//! Length-prefixed framing.
//!
//! A frame is a 4-byte big-endian length followed by that many payload
//! bytes. Writers emit the prefix and payload in a single buffer; readers
//! pull exactly one full frame before anything gets decoded.

use bincode::{
    config,
    serde::{decode_from_slice, encode_to_vec},
};
use serde::{Serialize, de::DeserializeOwned};
use std::io::{self, Read, Write};
use tokio::io::{AsyncRead, AsyncReadExt, AsyncWrite, AsyncWriteExt};

use super::errors::{Result, SerializationError};

/// Maximum allowed payload size (1MB) to prevent DoS attacks via unbounded allocation
pub const MAX_MESSAGE_SIZE: usize = 1024 * 1024;

const PREFIX_LEN: usize = 4;

/// Serialize a value into a bare payload.
pub fn encode<T: Serialize>(value: &T) -> Result<Vec<u8>> {
    let payload = encode_to_vec(value, config::standard())?;
    if payload.len() > MAX_MESSAGE_SIZE {
        return Err(SerializationError::MessageTooLarge {
            actual: payload.len(),
            max: MAX_MESSAGE_SIZE,
        });
    }
    Ok(payload)
}

/// Serialize a value into a complete frame.
pub fn encode_frame<T: Serialize>(value: &T) -> Result<Vec<u8>> {
    let payload = encode(value)?;
    // Bounded by MAX_MESSAGE_SIZE, so this always fits.
    let size = payload.len() as u32;
    let mut buf = Vec::with_capacity(PREFIX_LEN + payload.len());
    buf.extend(size.to_be_bytes());
    buf.extend(payload);
    Ok(buf)
}

/// Deserialize a bare payload. Trailing bytes are rejected since a frame
/// holds exactly one value.
pub fn decode<T: DeserializeOwned>(payload: &[u8]) -> Result<T> {
    let (value, read) = decode_from_slice(payload, config::standard())?;
    if read != payload.len() {
        return Err(SerializationError::TrailingBytes(payload.len() - read));
    }
    Ok(value)
}

fn check_size(len: usize) -> io::Result<()> {
    if len > MAX_MESSAGE_SIZE {
        return Err(io::Error::new(
            io::ErrorKind::InvalidData,
            format!("message size {len} exceeds maximum allowed size of {MAX_MESSAGE_SIZE} bytes"),
        ));
    }
    Ok(())
}

fn to_io_error(error: SerializationError) -> io::Error {
    io::Error::new(io::ErrorKind::InvalidData, error)
}

pub fn read_prefixed<T: DeserializeOwned, R: Read>(reader: &mut R) -> io::Result<T> {
    let mut len_bytes = [0; PREFIX_LEN];
    reader.read_exact(&mut len_bytes)?;
    let len = u32::from_be_bytes(len_bytes) as usize;
    check_size(len)?;

    // A would-block in the middle of a frame means the sender doesn't
    // follow the prefix protocol. Report it as invalid data so callers
    // drop the sender.
    let mut buf = vec![0; len];
    if let Err(error) = reader.read_exact(&mut buf) {
        let kind = match error.kind() {
            io::ErrorKind::WouldBlock => io::ErrorKind::InvalidData,
            error => error,
        };
        return Err(kind.into());
    }

    decode(&buf).map_err(to_io_error)
}

pub fn write_prefixed<T: Serialize, W: Write>(writer: &mut W, value: &T) -> io::Result<()> {
    let frame = encode_frame(value).map_err(to_io_error)?;
    writer.write_all(&frame)?;
    writer.flush()
}

/// Read one whole frame and return its payload undecoded. Any error here
/// means the stream can no longer be trusted to be on a frame boundary.
pub async fn read_frame<R: AsyncRead + Unpin>(reader: &mut R) -> io::Result<Vec<u8>> {
    let len = reader.read_u32().await? as usize;
    check_size(len)?;
    let mut buf = vec![0; len];
    reader.read_exact(&mut buf).await?;
    Ok(buf)
}

/// Write an already encoded frame and flush it.
pub async fn write_frame<W: AsyncWrite + Unpin>(writer: &mut W, frame: &[u8]) -> io::Result<()> {
    writer.write_all(frame).await?;
    writer.flush().await
}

**ACTIVITY**.
Each record above is to be written out again exactly.

**TASK ANSWER**.
//! Length-prefixed framing.
//!
//! A frame is a 4-byte big-endian length followed by that many payload
//! bytes. Writers emit the prefix and payload in a single buffer; readers
//! pull exactly one full frame before anything gets decoded.

use bincode::{
    config,
    serde::{decode_from_slice, encode_to_vec},
};
use serde::{Serialize, de::DeserializeOwned};
use std::io::{self, Read, Write};
use tokio::io::{AsyncRead, AsyncReadExt, AsyncWrite, AsyncWriteExt};

use super::errors::{Result, SerializationError};

/// Maximum allowed payload size (1MB) to prevent DoS attacks via unbounded allocation
pub const MAX_MESSAGE_SIZE: usize = 1024 * 1024;

const PREFIX_LEN: usize = 4;

/// Serialize a value into a bare payload.
pub fn encode<T: Serialize>(value: &T) -> Result<Vec<u8>> {
    let payload = encode_to_vec(value, config::standard())?;
    if payload.len() > MAX_MESSAGE_SIZE {
        return Err(SerializationError::MessageTooLarge {
            actual: payload.len(),
            max: MAX_MESSAGE_SIZE,
        });
    }
    Ok(payload)
}

/// Serialize a value into a complete frame.
pub fn encode_frame<T: Serialize>(value: &T) -> Result<Vec<u8>> {
    let payload = encode(value)?;
    // Bounded by MAX_MESSAGE_SIZE, so this always fits.
    let size = payload.len() as u32;
    let mut buf = Vec::with_capacity(PREFIX_LEN + payload.len());
    buf.extend(size.to_be_bytes());
    buf.extend(payload);
    Ok(buf)
}

/// Deserialize a bare payload. Trailing bytes are rejected since a frame
/// holds exactly one value.
pub fn decode<T: DeserializeOwned>(payload: &[u8]) -> Result<T> {
    let (value, read) = decode_from_slice(payload, config::standard())?;
    if read != payload.len() {
        return Err(SerializationError::TrailingBytes(payload.len() - read));
    }
    Ok(value)
}

fn check_size(len: usize) -> io::Result<()> {
    if len > MAX_MESSAGE_SIZE {
        return Err(io::Error::new(
            io::ErrorKind::InvalidData,
            format!("message size {len} exceeds maximum allowed size of {MAX_MESSAGE_SIZE} bytes"),
        ));
    }
    Ok(())
}

fn to_io_error(error: SerializationError) -> io::Error {
    io::Error::new(io::ErrorKind::InvalidData, error)
}

pub fn read_prefixed<T: DeserializeOwned, R: Read>(reader: &mut R) -> io::Result<T> {
    let mut len_bytes = [0; PREFIX_LEN];
    reader.read_exact(&mut len_bytes)?;
    let len = u32::from_be_bytes(len_bytes) as usize;
    check_size(len)?;

    // A would-block in the middle of a frame means the sender doesn't
    // follow the prefix protocol. Report it as invalid data so callers
    // drop the sender.
    let mut buf = vec![0; len];
    if let Err(error) = reader.read_exact(&mut buf) {
        let kind = match error.kind() {
            io::ErrorKind::WouldBlock => io::ErrorKind::InvalidData,
            error => error,
        };
        return Err(kind.into());
    }

    decode(&buf).map_err(to_io_error)
}

pub fn write_prefixed<T: Serialize, W: Write>(writer: &mut W, value: &T) -> io::Result<()> {
    let frame = encode_frame(value).map_err(to_io_error)?;
    writer.write_all(&frame)?;
    writer.flush()
}

/// Read one whole frame and return its payload undecoded. Any error here
/// means the stream can no longer be trusted to be on a frame boundary.
pub async fn read_frame<R: AsyncRead + Unpin>(reader: &mut R) -> io::Result<Vec<u8>> {
    let len = reader.read_u32().await? as usize;
    check_size(len)?;
    let mut buf = vec![0; len];
    reader.read_exact(&mut buf).await?;
    Ok(buf)
}

/// Write an already encoded frame and flush it.
pub async fn write_frame<W: AsyncWrite + Unpin>(writer: &mut W, frame: &[u8]) -> io::Result<()> {
    writer.write_all(frame).await?;
    writer.flush().await
}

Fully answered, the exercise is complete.